La progression s’augmenta chaque année et nous voyons qu’en 1876, Paris avait près de deux millions d’habitants. Actuellement on donne comme chiffre sûr: deux millions six cent mille.»
Notre jeune homme ne se fût peut-être pas arrêté là sans la phrase traditionnelle: «Madame est servie».
Ce n’était plus le temps de discourir; mais d’offrir son bras, ce qu’il a fait en s’avançant vers moi.
Rassurez-vous, lui ai-je dit en souriant, votre Paris vous sera bientôt rendu.
Vendredi, 20 Septembre 1899.
Le Jardin des Plantes, l’Eldorado
Longue promenade au Jardin des Plantes, magnifique parc d’une contenance d’environ trente hectares et comprenant le jardin botanique et les galeries zoologiques; le labyrinthe et la vallée suisse qui renferme la ménagerie.
Le jardin des Plantes est divisé dans sa longueur en deux parties bien distinctes symétriquement dessinées: l’une se compose des carrés de l’école botanique, des bosquets de printemps, d’été, d’automne, d’hiver, et des deux belles allées de tilleuls plantés par Buffon. La fosse aux ours, les serres et les pépinières la séparent de l’autre partie, qui se subdivise en vallée suisse et jardin anglais, lequel ne forme en définitive qu’un grand et un petit labyrinthe.
C’est sur le grand labyrinthe que s’élève le majestueux cèdre du Liban rapporté tout petit de Keew près Londres par Bernard de Jussieu, non dans son chapeau, comme le dit la légende, mais simplement dans un pot à fleur. Il n’y a pas de Suisse sans chalets, ceux-ci sont tous habités et forment le jardin zoologique à proprement parler.
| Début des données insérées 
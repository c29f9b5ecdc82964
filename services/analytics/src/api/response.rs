//! API 成功响应包裹。

use axum::{Json, http::StatusCode};
use serde::Serialize;
use xl_shared_protocol::SuccessEnvelope;

/// 构造 200 成功响应（默认消息 `Success`）。
pub(crate) fn ok_response<T: Serialize>(data: T) -> (StatusCode, Json<SuccessEnvelope<T>>) {
    (StatusCode::OK, Json(SuccessEnvelope::new(data)))
}
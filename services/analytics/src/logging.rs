//! 日志系统模块职责：
//! 1. 初始化 stdout + 文件双通道 tracing 日志。
//! 2. 将运行日志按天滚动写入 `logs/` 目录。

use std::{fs, path::PathBuf};

use anyhow::{Context, Result};
use tracing_appender::non_blocking::WorkerGuard;
use tracing_subscriber::{
    EnvFilter, Layer, filter::LevelFilter, layer::SubscriberExt, util::SubscriberInitExt,
};

/// 默认日志根目录（相对当前工作目录）。
const DEFAULT_LOG_DIR: &str = "logs";
/// 文件日志级别环境变量（独立于 `RUST_LOG`）。
const FILE_LOG_LEVEL_ENV: &str = "XL_FILE_LOG_LEVEL";

/// 日志运行时守卫，防止 non-blocking writer 提前析构。
pub(crate) struct LogRuntime {
    _stdout_guard: WorkerGuard,
    _file_guard: WorkerGuard,
}

/// 初始化日志系统；`debug` 为真时 stdout 默认输出 debug 级别。
pub(crate) fn init(service_name: &str, debug: bool) -> Result<LogRuntime> {
    let root_dir = resolve_log_root();
    fs::create_dir_all(&root_dir)
        .with_context(|| format!("create log dir: {}", root_dir.display()))?;

    let file_appender = tracing_appender::rolling::daily(&root_dir, format!("{service_name}.log"));
    let (file_writer, file_guard) = tracing_appender::non_blocking(file_appender);
    let (stdout_writer, stdout_guard) = tracing_appender::non_blocking(std::io::stdout());

    let stdout_layer = tracing_subscriber::fmt::layer()
        .with_writer(stdout_writer)
        .with_ansi(true)
        .with_target(false)
        .compact()
        .with_filter(resolve_stdout_env_filter(debug));
    let file_layer = tracing_subscriber::fmt::layer()
        .with_writer(file_writer)
        .with_ansi(false)
        .with_target(true)
        .with_filter(resolve_file_level_filter());

    tracing_subscriber::registry()
        .with(stdout_layer)
        .with(file_layer)
        .init();

    Ok(LogRuntime {
        _stdout_guard: stdout_guard,
        _file_guard: file_guard,
    })
}

/// 解析 stdout 日志过滤规则：优先 `RUST_LOG`，回退 info/debug。
fn resolve_stdout_env_filter(debug: bool) -> EnvFilter {
    let fallback = if debug { "debug" } else { "info" };
    EnvFilter::try_from_default_env().unwrap_or_else(|_| EnvFilter::new(fallback))
}

/// 解析文件日志级别；默认保留 `debug` 级别。
fn resolve_file_level_filter() -> LevelFilter {
    std::env::var(FILE_LOG_LEVEL_ENV)
        .ok()
        .and_then(|raw| raw.trim().parse::<LevelFilter>().ok())
        .unwrap_or(LevelFilter::DEBUG)
}

/// 将环境变量中的日志路径解析成绝对路径。
fn resolve_log_root() -> PathBuf {
    let raw = std::env::var("XL_LOG_DIR").unwrap_or_else(|_| DEFAULT_LOG_DIR.to_string());
    let path = PathBuf::from(raw);
    if path.is_absolute() {
        return path;
    }
    match std::env::current_dir() {
        Ok(dir) => dir.join(path),
        Err(_) => PathBuf::from(DEFAULT_LOG_DIR),
    }
}
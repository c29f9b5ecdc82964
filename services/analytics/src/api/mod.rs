//! API 公共层：统一响应包裹与错误。

pub(crate) mod error;
pub(crate) mod response;
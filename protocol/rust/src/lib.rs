// 文件职责：
// 1) 定义 analytics/recommendation 等内部服务共用的响应包裹结构。
// 2) 提供内部服务间 token 的签发与校验。
// 3) 提供时间戳等跨服务一致的基础函数。

use chrono::Utc;

pub mod envelope;
pub mod internal_token;

pub use envelope::{ErrorBody, ErrorEnvelope, SuccessEnvelope};
pub use internal_token::{
    AuthError, INTERNAL_ROLE, INTERNAL_SUBJECT, INTERNAL_TOKEN_HEADER, InternalClaims,
    InternalTokenAuthority, InvalidTokenReason, TokenError,
};

/// 生成纳秒精度 UTC 时间戳（RFC3339）。
pub fn now_rfc3339_nanos() -> String {
    Utc::now().to_rfc3339_opts(chrono::SecondsFormat::Nanos, true)
}

/// 当前 unix 秒。
pub fn unix_now() -> u64 {
    std::time::SystemTime::now()
        .duration_since(std::time::UNIX_EPOCH)
        .unwrap_or_default()
        .as_secs()
}
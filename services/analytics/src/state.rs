//! analytics 共享状态：启动时构建一次，按引用分发给各请求。

use std::sync::Arc;

use xl_shared_protocol::InternalTokenAuthority;

use crate::{analytics::service::AnalyticsService, config::Config};

/// 请求间共享的只读状态。
#[derive(Clone)]
pub(crate) struct AppState {
    /// 内部 token 签发/校验器（共享密钥只读）。
    pub(crate) authority: Arc<InternalTokenAuthority>,
    pub(crate) analytics: AnalyticsService,
}

impl AppState {
    /// 由配置构建共享状态。
    pub(crate) fn new(config: &Config) -> anyhow::Result<Self> {
        Ok(Self {
            authority: Arc::new(config.token_authority()?),
            analytics: AnalyticsService,
        })
    }
}

/// 测试用状态：固定密钥与默认有效期。
#[cfg(test)]
pub(crate) fn test_state() -> AppState {
    let config = Config::from_lookup(|key| match key {
        "APP_ENV" => Some("test".to_string()),
        "INTERNAL_JWT_SECRET" => Some("test-internal-secret".to_string()),
        _ => None,
    })
    .expect("test config");
    AppState::new(&config).expect("test state")
}
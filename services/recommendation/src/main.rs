//! recommendation 二进制入口：初始化日志并启动应用。

mod app;
mod logging;

#[tokio::main]
/// 启动 recommendation 服务。
async fn main() -> anyhow::Result<()> {
    dotenvy::dotenv().ok();
    logging::init();
    app::run(app::listen_addr(std::env::var("PORT").ok().as_deref())).await
}
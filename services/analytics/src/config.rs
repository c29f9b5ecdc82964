//! 配置模块职责：
//! 1. 启动时一次性读取环境变量（以及 `.env` 文件），构建 analytics 运行时配置。
//! 2. 校验内部 token 共享密钥：production 环境禁止使用默认密钥。
//! 3. 提供布尔/时长解析等通用能力，非法值回退默认值。

use std::{str::FromStr, time::Duration};

use anyhow::{anyhow, bail};
use xl_shared_protocol::internal_token::{DEFAULT_TOKEN_TTL_SEC, InternalTokenAuthority};

/// 默认监听地址。
pub(crate) const DEFAULT_ANALYTICS_ADDR: &str = "0.0.0.0:5001";
/// 未配置时的内部 token 共享密钥（仅限开发/测试环境）。
pub(crate) const DEFAULT_INTERNAL_SECRET: &str = "internal-secret-key-change-in-production";

/// 运行环境。
#[derive(Debug, Clone, Copy, PartialEq, Eq)]
pub(crate) enum Environment {
    Development,
    Production,
    Test,
}

impl FromStr for Environment {
    type Err = anyhow::Error;

    fn from_str(raw: &str) -> Result<Self, Self::Err> {
        match raw.trim().to_ascii_lowercase().as_str() {
            "" | "default" | "development" | "dev" => Ok(Self::Development),
            "production" | "prod" => Ok(Self::Production),
            "test" => Ok(Self::Test),
            other => Err(anyhow!("unknown APP_ENV: {other}")),
        }
    }
}

impl Environment {
    /// 环境名称。
    pub(crate) fn as_str(self) -> &'static str {
        match self {
            Self::Development => "development",
            Self::Production => "production",
            Self::Test => "test",
        }
    }
}

/// analytics 运行时配置。
#[derive(Clone)]
pub(crate) struct Config {
    /// HTTP 监听地址。
    pub(crate) addr: String,
    pub(crate) environment: Environment,
    /// 调试模式：放宽 stdout 日志级别到 debug。
    pub(crate) debug: bool,
    /// 内部 token 共享密钥。
    pub(crate) internal_secret: String,
    /// 内部 token 有效期。
    pub(crate) internal_token_ttl: Duration,
}

impl std::fmt::Debug for Config {
    fn fmt(&self, f: &mut std::fmt::Formatter<'_>) -> std::fmt::Result {
        f.debug_struct("Config")
            .field("addr", &self.addr)
            .field("environment", &self.environment)
            .field("debug", &self.debug)
            .field("internal_secret", &"<redacted>")
            .field("internal_token_ttl", &self.internal_token_ttl)
            .finish()
    }
}

impl Config {
    /// 读取 `.env` 与进程环境变量构建配置。
    pub(crate) fn from_env() -> anyhow::Result<Self> {
        dotenvy::dotenv().ok();
        Self::from_lookup(|key| std::env::var(key).ok())
    }

    /// 从任意 key 查询函数构建配置。
    pub(crate) fn from_lookup<F>(lookup: F) -> anyhow::Result<Self>
    where
        F: Fn(&str) -> Option<String>,
    {
        let environment = lookup("APP_ENV")
            .map(|raw| raw.parse::<Environment>())
            .transpose()?
            .unwrap_or(Environment::Development);

        let debug = parse_bool(lookup("APP_DEBUG").as_deref())
            .unwrap_or(environment == Environment::Development);

        let internal_secret = non_empty(lookup("INTERNAL_JWT_SECRET"))
            .unwrap_or_else(|| DEFAULT_INTERNAL_SECRET.to_string());
        if environment == Environment::Production && internal_secret == DEFAULT_INTERNAL_SECRET {
            bail!("INTERNAL_JWT_SECRET must be set to a non-default value in production");
        }

        let internal_token_ttl =
            duration_from_secs(lookup("INTERNAL_TOKEN_TTL_SEC").as_deref(), DEFAULT_TOKEN_TTL_SEC);

        Ok(Self {
            addr: non_empty(lookup("ANALYTICS_ADDR"))
                .unwrap_or_else(|| DEFAULT_ANALYTICS_ADDR.to_string()),
            environment,
            debug,
            internal_secret,
            internal_token_ttl,
        })
    }

    /// 是否仍在使用默认共享密钥。
    pub(crate) fn uses_default_secret(&self) -> bool {
        self.internal_secret == DEFAULT_INTERNAL_SECRET
    }

    /// 由共享密钥与有效期构建内部 token 签发器。
    pub(crate) fn token_authority(&self) -> anyhow::Result<InternalTokenAuthority> {
        InternalTokenAuthority::new(&self.internal_secret, self.internal_token_ttl)
            .map_err(|err| anyhow!("invalid internal token config: {err}"))
    }
}

/// 去除空白，空串视为未设置。
fn non_empty(raw: Option<String>) -> Option<String> {
    raw.map(|value| value.trim().to_string())
        .filter(|value| !value.is_empty())
}

/// 解析布尔文本，支持常见 true/false 写法；无法识别返回 None。
fn parse_bool(raw: Option<&str>) -> Option<bool> {
    match raw?.trim().to_ascii_lowercase().as_str() {
        "1" | "true" | "yes" | "y" | "on" => Some(true),
        "0" | "false" | "no" | "n" | "off" => Some(false),
        _ => None,
    }
}

/// 读取秒级时长配置，非法值回退到默认秒数。
fn duration_from_secs(raw: Option<&str>, fallback_sec: u64) -> Duration {
    raw.and_then(|value| value.trim().parse::<u64>().ok())
        .filter(|v| *v > 0)
        .map(Duration::from_secs)
        .unwrap_or_else(|| Duration::from_secs(fallback_sec))
}

#[cfg(test)]
mod tests {
    use std::{collections::HashMap, time::Duration};

    use super::{Config, DEFAULT_ANALYTICS_ADDR, Environment, parse_bool};

    fn config_from(pairs: &[(&str, &str)]) -> anyhow::Result<Config> {
        let map: HashMap<String, String> = pairs
            .iter()
            .map(|(k, v)| (k.to_string(), v.to_string()))
            .collect();
        Config::from_lookup(|key| map.get(key).cloned())
    }

    #[test]
    fn defaults_apply_when_nothing_is_set() {
        let config = config_from(&[]).unwrap();

        assert_eq!(config.addr, DEFAULT_ANALYTICS_ADDR);
        assert_eq!(config.environment, Environment::Development);
        assert!(config.debug);
        assert!(config.uses_default_secret());
        assert_eq!(config.internal_token_ttl, Duration::from_secs(3600));
    }

    #[test]
    fn production_rejects_default_secret() {
        assert!(config_from(&[("APP_ENV", "production")]).is_err());
        assert!(
            config_from(&[
                ("APP_ENV", "production"),
                ("INTERNAL_JWT_SECRET", "internal-secret-key-change-in-production"),
            ])
            .is_err()
        );

        let config = config_from(&[
            ("APP_ENV", "production"),
            ("INTERNAL_JWT_SECRET", "prod-secret"),
        ])
        .unwrap();
        assert!(!config.debug);
        assert!(!config.uses_default_secret());
    }

    #[test]
    fn ttl_falls_back_on_invalid_values() {
        let config = config_from(&[("INTERNAL_TOKEN_TTL_SEC", "900")]).unwrap();
        assert_eq!(config.internal_token_ttl, Duration::from_secs(900));

        for raw in ["0", "-5", "soon", ""] {
            let config = config_from(&[("INTERNAL_TOKEN_TTL_SEC", raw)]).unwrap();
            assert_eq!(config.internal_token_ttl, Duration::from_secs(3600), "{raw}");
        }
    }

    #[test]
    fn unknown_environment_is_an_error() {
        assert!(config_from(&[("APP_ENV", "staging")]).is_err());
        assert_eq!(
            config_from(&[("APP_ENV", "TEST")]).unwrap().environment,
            Environment::Test
        );
    }

    #[test]
    fn bool_parsing_accepts_common_spellings() {
        assert_eq!(parse_bool(Some(" Yes ")), Some(true));
        assert_eq!(parse_bool(Some("off")), Some(false));
        assert_eq!(parse_bool(Some("maybe")), None);
        assert_eq!(parse_bool(None), None);
    }

    #[test]
    fn config_builds_authority_and_redacts_secret() {
        let config = config_from(&[("INTERNAL_JWT_SECRET", "s3cr3t-value")]).unwrap();
        let authority = config.token_authority().unwrap();
        let token = authority.issue_token().unwrap();

        assert!(authority.verify_token(&token).is_ok());
        assert!(!format!("{config:?}").contains("s3cr3t-value"));
    }
}
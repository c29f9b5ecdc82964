//! 分析接口 HTTP 处理函数（均挂在内部鉴权之后）。

use axum::{
    Json,
    extract::{
        Path, Query, State,
        rejection::{PathRejection, QueryRejection},
    },
    http::StatusCode,
};
use chrono::Utc;
use serde::Deserialize;
use serde_json::json;
use tracing::warn;
use xl_shared_protocol::SuccessEnvelope;

use crate::{
    analytics::service::{DEFAULT_PERIOD, DashboardStats, UserBehavior},
    api::{error::ApiError, response::ok_response},
    state::AppState,
};

/// 仪表盘查询参数。
#[derive(Debug, Deserialize)]
pub(crate) struct DashboardQuery {
    pub(crate) period: Option<String>,
    pub(crate) start_date: Option<String>,
    pub(crate) end_date: Option<String>,
}

/// 仪表盘统计接口。
pub(crate) async fn dashboard_handler(
    State(state): State<AppState>,
    query: Result<Query<DashboardQuery>, QueryRejection>,
) -> Result<(StatusCode, Json<SuccessEnvelope<DashboardStats>>), ApiError> {
    let Query(query) = query.map_err(|rejection| {
        ApiError::new(
            StatusCode::BAD_REQUEST,
            "INVALID_PARAMETER",
            "invalid query parameters",
        )
        .with_details(json!({ "reason": rejection.body_text() }))
    })?;
    let period = query.period.as_deref().unwrap_or(DEFAULT_PERIOD);
    let stats = state
        .analytics
        .dashboard_stats(
            period,
            query.start_date.as_deref(),
            query.end_date.as_deref(),
            Utc::now().naive_utc(),
        )
        .map_err(|err| {
            warn!("get dashboard stats failed: {err}");
            ApiError::new(StatusCode::BAD_REQUEST, "ANALYTICS_ERROR", err)
        })?;
    Ok(ok_response(stats))
}

/// 用户行为分析接口。
pub(crate) async fn user_behavior_handler(
    State(state): State<AppState>,
    user_id: Result<Path<i64>, PathRejection>,
) -> Result<(StatusCode, Json<SuccessEnvelope<UserBehavior>>), ApiError> {
    let Path(user_id) = user_id.map_err(|rejection| {
        ApiError::new(
            StatusCode::BAD_REQUEST,
            "INVALID_PARAMETER",
            "user_id must be an integer",
        )
        .with_details(json!({ "reason": rejection.body_text() }))
    })?;
    Ok(ok_response(state.analytics.user_behavior(user_id)))
}
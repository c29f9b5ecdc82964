//! API 错误定义与响应转换。

use axum::{
    Json,
    http::StatusCode,
    response::{IntoResponse, Response},
};
use serde_json::Value;
use xl_shared_protocol::{AuthError, ErrorEnvelope};

/// 接口错误：状态码 + 错误码 + 描述 + 可选诊断信息。
#[derive(Debug)]
pub(crate) struct ApiError {
    pub(crate) status: StatusCode,
    pub(crate) code: &'static str,
    pub(crate) message: String,
    pub(crate) details: Option<Value>,
}

impl ApiError {
    /// 构造统一 API 错误。
    pub(crate) fn new(status: StatusCode, code: &'static str, message: impl Into<String>) -> Self {
        Self {
            status,
            code,
            message: message.into(),
            details: None,
        }
    }

    /// 附加诊断信息。
    pub(crate) fn with_details(mut self, details: Value) -> Self {
        self.details = Some(details);
        self
    }
}

impl From<AuthError> for ApiError {
    /// 鉴权失败一律 401，消息内带具体失败原因。
    fn from(err: AuthError) -> Self {
        ApiError::new(StatusCode::UNAUTHORIZED, err.code(), err.to_string())
    }
}

impl IntoResponse for ApiError {
    fn into_response(self) -> Response {
        (
            self.status,
            Json(ErrorEnvelope::new(self.code, self.message, self.details)),
        )
            .into_response()
    }
}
J’ai fait comme les enfants et acheté les petits pains traditionnels qui doivent régaler les habitants de ce lieu de délices si apprécié du peuple parisien surtout. Nous avons donc fait la connaissance de Mignon, un jeune tigre, de mademoiselle du Cap, une superbe hyène, de la Cochinchinoise, une panthère solennelle et de son époux Gaston; de deux lions Jean-Bart et la belle Fathma, du tigre Néron et de la tigresse Joséphine, de Dora une ourse du Tonkin; ce qu’il y a de plus extraordinaire, c’est que tous ces animaux arrivent à l’appel de leur nom, assurent leurs gardiens. Malgré les soins qu’on leur prodigue, ils semblent malheureux, étiolés, dans leurs cages grillées de quelques pieds, ces pauvres exotiques qui avant la captivité ne connaissaient que l’immensité des forêts ou des déserts. En revanche les ours n’ont point l’air d’engendrer mélancolie dans leurs fosses profondes; ils font les beaux, marchent debout, tendent les bras vers le public; celui-ci leur jette des morceaux de pain, qu’ils reçoivent très adroitement dans leur gueule ouverte.